BIOKIMIA 5 (ENZIM 3) STKIP MUHAMMADIYAH SORONG

3.1. Pembentukan sebuah Kompleks Substrat Enzim adalah Langkah Pertama di Katalisis enzimatik

Sebagian besar daya katalitik enzim berasal dari substratnya yang membawa bersama-sama dalam orientasi mendukung bagi promosi pembentukan keadaan-keadaana transisi enzim-substrat (ES) kompleks. Substrat yang terikat untuk daerah enzim tertentu yang disebut situs aktif. Kebanyakan enzim sangat selektif dalam substrat yang mereka ikat. Memang, kekhususan katalitik enzim tergantung sebagian pada spesifisitas pola mengikat. Bukti untuk keberadaan sebuah kompleks enzim-substrat?

1. Petunjuk pertama adalah pengamatan bahwa, pada konsentrasi enzim konstan, laju reaksi meningkat dengan peningkatan konsentrasi substrat sampai kecepatan maksimal tercapai (Gambar. 4). Sebaliknya, reaksi uncatalyzed yang lakukan tidak menunjukkan efek saturasi. Fakta bahwa reaksi enzim-katalisasi memiliki kecepatan maksimal menunjukkan pembentukan kompleks diskrit ES. Pada konsentrasi substrat cukup tinggi, semua situs katalitik diisi sehinggalaju reaksi tidak dapat meningkat. Meskipun tidak langsung, ini adalah bukti yang paling umum untuk keberadaan kompleks ES.

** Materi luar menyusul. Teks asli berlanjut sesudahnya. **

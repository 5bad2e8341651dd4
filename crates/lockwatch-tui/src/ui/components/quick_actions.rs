use ratatui::{
    buffer::Buffer,
    layout::{Alignment, Rect},
    text::{Line, Span},
    widgets::{Block, Borders, Paragraph, Widget},
};

use crate::ui::Theme;

/// Primary actions section: exactly two fixed buttons. Display only;
/// nothing is wired to a device link.
pub struct QuickActions;

impl Widget for QuickActions {
    fn render(self, area: Rect, buf: &mut Buffer) {
        let line = Line::from(vec![
            Span::styled("[ unlock ]", Theme::text_bold()),
            Span::raw("      "),
            Span::styled("[ lock ]", Theme::text_bold()),
        ]);

        let paragraph = Paragraph::new(line).alignment(Alignment::Center).block(
            Block::default()
                .borders(Borders::ALL)
                .border_style(Theme::border()),
        );

        paragraph.render(area, buf);
    }
}
use crossterm::event::{KeyCode, KeyEvent, KeyModifiers};
use std::collections::HashMap;

use crate::app::Action;

/// A key combination
#[derive(Clone, Debug, PartialEq, Eq, Hash)]
pub struct KeyBinding {
    pub code: KeyCode,
    pub modifiers: KeyModifiers,
}

impl KeyBinding {
    pub fn new(code: KeyCode) -> Self {
        Self {
            code,
            modifiers: KeyModifiers::NONE,
        }
    }

    pub fn ctrl(code: KeyCode) -> Self {
        Self {
            code,
            modifiers: KeyModifiers::CONTROL,
        }
    }

    pub fn shift(code: KeyCode) -> Self {
        Self {
            code,
            modifiers: KeyModifiers::SHIFT,
        }
    }

    pub fn from_event(event: &KeyEvent) -> Self {
        Self {
            code: event.code,
            modifiers: event.modifiers,
        }
    }
}

/// Context for keybindings
#[derive(Clone, Debug, PartialEq, Eq, Hash)]
pub enum KeyContext {
    Global,
    Home,
}

/// Keybinding configuration
pub struct KeyBindings {
    bindings: HashMap<KeyContext, HashMap<KeyBinding, Action>>,
}

impl KeyBindings {
    pub fn new() -> Self {
        let mut bindings = HashMap::new();

        // Global bindings
        let mut global = HashMap::new();
        global.insert(KeyBinding::new(KeyCode::Char('?')), Action::ToggleHelp);
        global.insert(KeyBinding::new(KeyCode::Esc), Action::Back);
        global.insert(KeyBinding::ctrl(KeyCode::Char('c')), Action::Quit);
        global.insert(KeyBinding::new(KeyCode::Char('q')), Action::Quit);
        bindings.insert(KeyContext::Global, global);

        // Home screen bindings - less-like navigation of the activity log
        let mut home = HashMap::new();
        home.insert(KeyBinding::new(KeyCode::Char('j')), Action::ScrollDown(1));
        home.insert(KeyBinding::new(KeyCode::Down), Action::ScrollDown(1));
        home.insert(KeyBinding::new(KeyCode::Char('k')), Action::ScrollUp(1));
        home.insert(KeyBinding::new(KeyCode::Up), Action::ScrollUp(1));
        home.insert(KeyBinding::ctrl(KeyCode::Char('f')), Action::PageDown);
        home.insert(KeyBinding::ctrl(KeyCode::Char('b')), Action::PageUp);
        home.insert(KeyBinding::ctrl(KeyCode::Char('d')), Action::PageDown);
        home.insert(KeyBinding::ctrl(KeyCode::Char('u')), Action::PageUp);
        home.insert(KeyBinding::new(KeyCode::PageDown), Action::PageDown);
        home.insert(KeyBinding::new(KeyCode::PageUp), Action::PageUp);
        home.insert(KeyBinding::new(KeyCode::Char('g')), Action::ScrollToTop);
        home.insert(KeyBinding::shift(KeyCode::Char('G')), Action::ScrollToBottom);
        home.insert(KeyBinding::new(KeyCode::Home), Action::ScrollToTop);
        home.insert(KeyBinding::new(KeyCode::End), Action::ScrollToBottom);
        bindings.insert(KeyContext::Home, home);

        Self { bindings }
    }

    /// Look up action for key event in given context
    pub fn get_action(&self, context: KeyContext, key: &KeyEvent) -> Option<Action> {
        let binding = KeyBinding::from_event(key);

        // First check context-specific bindings
        if let Some(context_bindings) = self.bindings.get(&context) {
            if let Some(action) = context_bindings.get(&binding) {
                return Some(action.clone());
            }
        }

        // Fall back to global bindings
        self.bindings
            .get(&KeyContext::Global)?
            .get(&binding)
            .cloned()
    }
}

impl Default for KeyBindings {
    fn default() -> Self {
        Self::new()
    }
}

#[cfg(test)]
mod tests {
    use super::*;

    #[test]
    fn test_context_binding_wins_over_global() {
        let bindings = KeyBindings::new();
        let key = KeyEvent::new(KeyCode::Char('j'), KeyModifiers::NONE);
        let action = bindings.get_action(KeyContext::Home, &key);
        assert!(matches!(action, Some(Action::ScrollDown(1))));
    }

    #[test]
    fn test_global_fallback() {
        let bindings = KeyBindings::new();
        let key = KeyEvent::new(KeyCode::Char('q'), KeyModifiers::NONE);
        let action = bindings.get_action(KeyContext::Home, &key);
        assert!(matches!(action, Some(Action::Quit)));
    }

    #[test]
    fn test_unbound_key() {
        let bindings = KeyBindings::new();
        let key = KeyEvent::new(KeyCode::Char('z'), KeyModifiers::NONE);
        assert!(bindings.get_action(KeyContext::Home, &key).is_none());
    }
}
//! Shared types for lockwatch
//!
//! This crate contains the data structures that describe a smart lock's
//! state, the display rules derived from them, and the composer that
//! assembles the home screen's section list.

use ratatui::style::Color;
use serde::Deserialize;

/// Placeholder shown when no device name is known
pub const NO_DEVICE_PLACEHOLDER: &str = "no device";

/// Label shown when the battery voltage has not been reported
pub const BATTERY_UNKNOWN_LABEL: &str = "unknown";

/// Full-scale voltage for the battery fill bar
pub const BATTERY_MAX_VOLTS: f64 = 5.0;

/// Voltage above which the battery is considered healthy
pub const BATTERY_HEALTHY_VOLTS: f64 = 3.0;

// ============================================================================
// Device Types
// ============================================================================

/// Current state of the paired lock
#[derive(Clone, Debug, PartialEq, Deserialize)]
pub struct DeviceInfo {
    pub device_name: String,
    /// Battery voltage in volts; 0.0 means "not reported"
    pub battery_level: f64,
    pub locked: bool,
}

impl DeviceInfo {
    pub fn new(device_name: impl Into<String>, battery_level: f64, locked: bool) -> Self {
        Self {
            device_name: device_name.into(),
            battery_level,
            locked,
        }
    }

    /// Device name, or the placeholder when none is set
    pub fn display_name(&self) -> &str {
        if self.device_name.is_empty() {
            NO_DEVICE_PLACEHOLDER
        } else {
            &self.device_name
        }
    }

    /// Whether a battery reading is available at all
    pub fn battery_known(&self) -> bool {
        self.battery_level > 0.0
    }

    /// Display text for the voltage, e.g. "4.2V", or "unknown"
    pub fn battery_label(&self) -> String {
        if self.battery_known() {
            format!("{}V", self.battery_level)
        } else {
            BATTERY_UNKNOWN_LABEL.to_string()
        }
    }

    /// Fill percentage for the battery bar, scaled against 5.0 V
    pub fn battery_percent(&self) -> u16 {
        if !self.battery_known() {
            return 0;
        }
        let ratio = self.battery_level.min(BATTERY_MAX_VOLTS) / BATTERY_MAX_VOLTS;
        (ratio * 100.0).round() as u16
    }

    /// Above the 3 V threshold?
    pub fn battery_healthy(&self) -> bool {
        self.battery_level > BATTERY_HEALTHY_VOLTS
    }

    /// Display color for the voltage text and fill bar
    pub fn battery_color(&self) -> Color {
        if self.battery_healthy() {
            Color::Green
        } else {
            Color::Red
        }
    }

    /// Lock state label
    pub fn lock_label(&self) -> &'static str {
        if self.locked { "locked" } else { "unlocked" }
    }

    /// Display color tied to the lock state label
    pub fn lock_color(&self) -> Color {
        if self.locked { Color::Green } else { Color::Red }
    }
}

/// Credential counters shown on the settings shortcuts
#[derive(Clone, Debug, PartialEq, Eq, Default, Deserialize)]
pub struct SettingsInfo {
    pub password_count: u32,
    /// Days since the newest password was set
    pub password_age_days: u32,
    pub fingerprint_count: u32,
    pub nfc_card_count: u32,
}

impl SettingsInfo {
    pub fn password_summary(&self) -> String {
        format!(
            "{} active · set {} days ago",
            self.password_count, self.password_age_days
        )
    }

    pub fn fingerprint_summary(&self) -> String {
        format!("{} enrolled", self.fingerprint_count)
    }

    pub fn nfc_summary(&self) -> String {
        format!("{} cards registered", self.nfc_card_count)
    }
}

/// A single entry in the lock's activity log
#[derive(Clone, Debug, PartialEq, Eq, Deserialize)]
pub struct ActivityRecord {
    pub record_time: String,
    pub record_text: String,
    pub success: bool,
}

impl ActivityRecord {
    pub fn new(
        record_time: impl Into<String>,
        record_text: impl Into<String>,
        success: bool,
    ) -> Self {
        Self {
            record_time: record_time.into(),
            record_text: record_text.into(),
            success,
        }
    }

    pub fn outcome_label(&self) -> &'static str {
        if self.success { "success" } else { "failure" }
    }

    pub fn outcome_color(&self) -> Color {
        if self.success { Color::Green } else { Color::Red }
    }
}

// ============================================================================
// Home Screen Sections
// ============================================================================

/// Display kind of a home screen section, carrying its payload.
///
/// Marked non-exhaustive so that renderers keep a wildcard arm: a kind
/// they do not recognize renders nothing rather than failing.
#[derive(Clone, Debug, PartialEq)]
#[non_exhaustive]
pub enum SectionKind {
    DeviceBar(DeviceInfo),
    QuickActions,
    SettingsGrid(SettingsInfo),
    ActivityLog(Vec<ActivityRecord>),
    ContactFooter,
}

/// A section descriptor: an identifying label (never rendered) plus the
/// kind tag that selects the rendering routine.
#[derive(Clone, Debug, PartialEq)]
pub struct Section {
    pub title: String,
    pub kind: SectionKind,
}

impl Section {
    pub fn new(title: impl Into<String>, kind: SectionKind) -> Self {
        Self {
            title: title.into(),
            kind,
        }
    }
}

/// Assemble the home screen's section list in its fixed order:
/// device status, primary actions, settings grid, activity log,
/// contact footer.
pub fn compose_home_sections(
    device: &DeviceInfo,
    settings: &SettingsInfo,
    records: &[ActivityRecord],
) -> Vec<Section> {
    vec![
        Section::new("device-bar", SectionKind::DeviceBar(device.clone())),
        Section::new("quick-actions", SectionKind::QuickActions),
        Section::new("settings-grid", SectionKind::SettingsGrid(settings.clone())),
        Section::new("activity-log", SectionKind::ActivityLog(records.to_vec())),
        Section::new("contact-footer", SectionKind::ContactFooter),
    ]
}

#[cfg(test)]
mod tests {
    use super::*;

    #[test]
    fn test_display_name_placeholder() {
        let device = DeviceInfo::new("", 4.2, true);
        assert_eq!(device.display_name(), NO_DEVICE_PLACEHOLDER);

        let device = DeviceInfo::new("Lock-A", 4.2, true);
        assert_eq!(device.display_name(), "Lock-A");
    }

    #[test]
    fn test_battery_label() {
        let device = DeviceInfo::new("Lock-A", 4.2, true);
        assert_eq!(device.battery_label(), "4.2V");

        let device = DeviceInfo::new("Lock-A", 0.0, true);
        assert_eq!(device.battery_label(), BATTERY_UNKNOWN_LABEL);
    }

    #[test]
    fn test_battery_percent() {
        let device = DeviceInfo::new("Lock-A", 4.2, true);
        assert_eq!(device.battery_percent(), 84);

        // Clamped at full scale
        let device = DeviceInfo::new("Lock-A", 6.0, true);
        assert_eq!(device.battery_percent(), 100);

        // Unreported voltage draws an empty bar
        let device = DeviceInfo::new("Lock-A", 0.0, true);
        assert_eq!(device.battery_percent(), 0);
    }

    #[test]
    fn test_battery_health_threshold() {
        let device = DeviceInfo::new("Lock-A", 3.1, true);
        assert!(device.battery_healthy());
        assert_eq!(device.battery_color(), Color::Green);

        // Exactly at the threshold counts as low
        let device = DeviceInfo::new("Lock-A", 3.0, true);
        assert!(!device.battery_healthy());
        assert_eq!(device.battery_color(), Color::Red);

        let device = DeviceInfo::new("Lock-A", 0.0, true);
        assert!(!device.battery_healthy());
    }

    #[test]
    fn test_lock_labels() {
        let device = DeviceInfo::new("Lock-A", 4.2, true);
        assert_eq!(device.lock_label(), "locked");
        assert_eq!(device.lock_color(), Color::Green);

        let device = DeviceInfo::new("Lock-A", 4.2, false);
        assert_eq!(device.lock_label(), "unlocked");
        assert_eq!(device.lock_color(), Color::Red);
    }

    #[test]
    fn test_settings_summaries_with_zero_counts() {
        let settings = SettingsInfo::default();
        assert_eq!(settings.password_summary(), "0 active · set 0 days ago");
        assert_eq!(settings.fingerprint_summary(), "0 enrolled");
        assert_eq!(settings.nfc_summary(), "0 cards registered");
    }

    #[test]
    fn test_record_outcome() {
        let record = ActivityRecord::new("2022-12-14 22:31:12", "fingerprint unlock", true);
        assert_eq!(record.outcome_label(), "success");
        assert_eq!(record.outcome_color(), Color::Green);

        let record = ActivityRecord::new("2022-12-14 22:31:12", "keypad unlock", false);
        assert_eq!(record.outcome_label(), "failure");
        assert_eq!(record.outcome_color(), Color::Red);
    }

    #[test]
    fn test_compose_order_is_fixed() {
        let device = DeviceInfo::new("Lock-A", 4.2, true);
        let settings = SettingsInfo::default();
        let records = vec![ActivityRecord::new("t", "auto lock", true)];

        let sections = compose_home_sections(&device, &settings, &records);
        assert_eq!(sections.len(), 5);
        assert!(matches!(sections[0].kind, SectionKind::DeviceBar(_)));
        assert!(matches!(sections[1].kind, SectionKind::QuickActions));
        assert!(matches!(sections[2].kind, SectionKind::SettingsGrid(_)));
        assert!(matches!(sections[3].kind, SectionKind::ActivityLog(_)));
        assert!(matches!(sections[4].kind, SectionKind::ContactFooter));
    }

    #[test]
    fn test_compose_preserves_record_order() {
        let device = DeviceInfo::new("Lock-A", 4.2, true);
        let settings = SettingsInfo::default();
        let records = vec![
            ActivityRecord::new("t1", "first", true),
            ActivityRecord::new("t2", "second", false),
        ];

        let sections = compose_home_sections(&device, &settings, &records);
        match &sections[3].kind {
            SectionKind::ActivityLog(rs) => {
                assert_eq!(rs.len(), 2);
                assert_eq!(rs[0].record_text, "first");
                assert_eq!(rs[1].record_text, "second");
            }
            other => panic!("expected activity log, got {:?}", other),
        }
    }

    #[test]
    fn test_compose_with_empty_records() {
        let device = DeviceInfo::new("", 0.0, false);
        let settings = SettingsInfo::default();

        let sections = compose_home_sections(&device, &settings, &[]);
        assert_eq!(sections.len(), 5);
        match &sections[3].kind {
            SectionKind::ActivityLog(rs) => assert!(rs.is_empty()),
            other => panic!("expected activity log, got {:?}", other),
        }
    }
}
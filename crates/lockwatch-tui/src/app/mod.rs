mod action;
mod state;

pub use action::Action;
pub use state::{AppState, UiState};
pub mod components;
mod layout;
pub mod screens;
mod theme;

pub use layout::Layout;
pub use theme::Theme;
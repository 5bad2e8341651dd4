/// All possible actions in the application (command pattern)
#[derive(Clone, Debug)]
pub enum Action {
    // Navigation
    Back,
    Quit,

    // UI toggles
    ToggleHelp,

    // Activity log scrolling
    ScrollUp(usize),
    ScrollDown(usize),
    ScrollToTop,
    ScrollToBottom,
    PageUp,
    PageDown,

    // Render request
    Render,
}
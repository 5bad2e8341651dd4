mod keybindings;

pub use keybindings::{KeyBinding, KeyBindings, KeyContext};
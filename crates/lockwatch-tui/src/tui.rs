//! Terminal lifecycle and input for the home screen.
//!
//! A single dashboard screen needs very little from the terminal: raw
//! mode with an alternate screen, a draw callback, and a stream of key
//! presses plus periodic ticks. Resize carries no payload because the
//! renderer always reads its size from the frame.

use std::io::{self, Stdout, stdout};
use std::time::Duration;

use crossterm::{
    event::{self, Event as CrosstermEvent, KeyEvent, KeyEventKind},
    execute,
    terminal::{EnterAlternateScreen, LeaveAlternateScreen, disable_raw_mode, enable_raw_mode},
};
use futures::{FutureExt, StreamExt};
use ratatui::{Frame, Terminal, backend::CrosstermBackend};
use tokio::sync::mpsc;
use tokio_util::sync::CancellationToken;

/// A wrapper around the terminal that handles setup and teardown
pub struct Tui {
    terminal: Terminal<CrosstermBackend<Stdout>>,
}

impl Tui {
    /// Enter raw mode and the alternate screen
    pub fn enter() -> io::Result<Self> {
        enable_raw_mode()?;
        execute!(stdout(), EnterAlternateScreen)?;

        let terminal = Terminal::new(CrosstermBackend::new(stdout()))?;
        Ok(Self { terminal })
    }

    /// Draw one frame
    pub fn draw(&mut self, render: impl FnOnce(&mut Frame)) -> io::Result<()> {
        self.terminal.draw(render)?;
        Ok(())
    }

    /// Restore the terminal to its original state
    pub fn restore(&mut self) -> io::Result<()> {
        disable_raw_mode()?;
        execute!(self.terminal.backend_mut(), LeaveAlternateScreen)?;
        self.terminal.show_cursor()?;
        Ok(())
    }
}

impl Drop for Tui {
    fn drop(&mut self) {
        // Best effort cleanup on drop
        let _ = self.restore();
    }
}

/// Terminal events the home screen reacts to
#[derive(Clone, Debug)]
pub enum Event {
    /// Terminal tick (for periodic updates)
    Tick,
    /// Key press event
    Key(KeyEvent),
    /// Terminal resized; the renderer re-reads the frame size
    Resize,
    /// Error occurred
    Error(String),
}

/// Map a raw crossterm event to a home screen event. Key releases and
/// anything else the screen has no use for map to None.
fn screen_event(raw: CrosstermEvent) -> Option<Event> {
    match raw {
        CrosstermEvent::Key(key) if key.kind == KeyEventKind::Press => Some(Event::Key(key)),
        CrosstermEvent::Resize(_, _) => Some(Event::Resize),
        _ => None,
    }
}

/// Event handler managing terminal input
pub struct EventHandler {
    receiver: mpsc::UnboundedReceiver<Event>,
    cancel: CancellationToken,
    task: tokio::task::JoinHandle<()>,
}

impl EventHandler {
    /// Spawn the input pump with the given tick rate
    pub fn new(tick_rate: Duration) -> Self {
        let (sender, receiver) = mpsc::unbounded_channel();
        let cancel = CancellationToken::new();
        let task = tokio::spawn(pump(sender, cancel.clone(), tick_rate));

        Self {
            receiver,
            cancel,
            task,
        }
    }

    /// Receive the next event
    pub async fn next(&mut self) -> Option<Event> {
        self.receiver.recv().await
    }

    /// Stop the input pump
    pub fn shutdown(self) {
        self.cancel.cancel();
        self.task.abort();
    }
}

/// Forward ticks and terminal input until cancelled or the receiver
/// goes away
async fn pump(
    sender: mpsc::UnboundedSender<Event>,
    cancel: CancellationToken,
    tick_rate: Duration,
) {
    let mut input = event::EventStream::new();
    let mut ticker = tokio::time::interval(tick_rate);

    loop {
        tokio::select! {
            _ = cancel.cancelled() => return,

            _ = ticker.tick() => {
                if sender.send(Event::Tick).is_err() {
                    return;
                }
            }

            raw = input.next().fuse() => {
                let forwarded = match raw {
                    Some(Ok(evt)) => screen_event(evt),
                    Some(Err(e)) => Some(Event::Error(e.to_string())),
                    None => return,
                };
                if let Some(event) = forwarded {
                    if sender.send(event).is_err() {
                        return;
                    }
                }
            }
        }
    }
}

#[cfg(test)]
mod tests {
    use super::*;
    use crossterm::event::{KeyCode, KeyModifiers};

    #[test]
    fn test_key_press_forwarded() {
        let key = KeyEvent::new(KeyCode::Char('j'), KeyModifiers::NONE);
        let event = screen_event(CrosstermEvent::Key(key));
        assert!(matches!(event, Some(Event::Key(k)) if k.code == KeyCode::Char('j')));
    }

    #[test]
    fn test_key_release_dropped() {
        let mut key = KeyEvent::new(KeyCode::Char('j'), KeyModifiers::NONE);
        key.kind = KeyEventKind::Release;
        assert!(screen_event(CrosstermEvent::Key(key)).is_none());
    }

    #[test]
    fn test_resize_drops_dimensions() {
        let event = screen_event(CrosstermEvent::Resize(120, 40));
        assert!(matches!(event, Some(Event::Resize)));
    }

    #[test]
    fn test_focus_events_ignored() {
        assert!(screen_event(CrosstermEvent::FocusGained).is_none());
        assert!(screen_event(CrosstermEvent::FocusLost).is_none());
    }
}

Gambar. 4. Kecepatan Reaksi Versus Konsentrasi Substrat dalam Reaksi Enzim-Dikatalisis. Reaksi Enzim-Dikatalisis mencapai kecepatan maksimal.

I. The Molecular Design of Life 8. Enzymes: Basic Concepts and Kinetics 8.3. Enzymes Accelerate Reactions by Facilitating the Formation of the Transition State

2. Kristalografi X-ray telah membuktikan dengan hasil resolusi yang tinggi gambar analog substrat dan substrat terikat pada situs aktif dari banyak enzim (Gambar. 5). Substrat analog dapat diubah menjadi cahaya substrat, dan gambar dari subtract enzim yang kompleks diperoleh dalam sepersekian detik dengan men-scan kristal, polikromatik x-ray dari sinkrotron.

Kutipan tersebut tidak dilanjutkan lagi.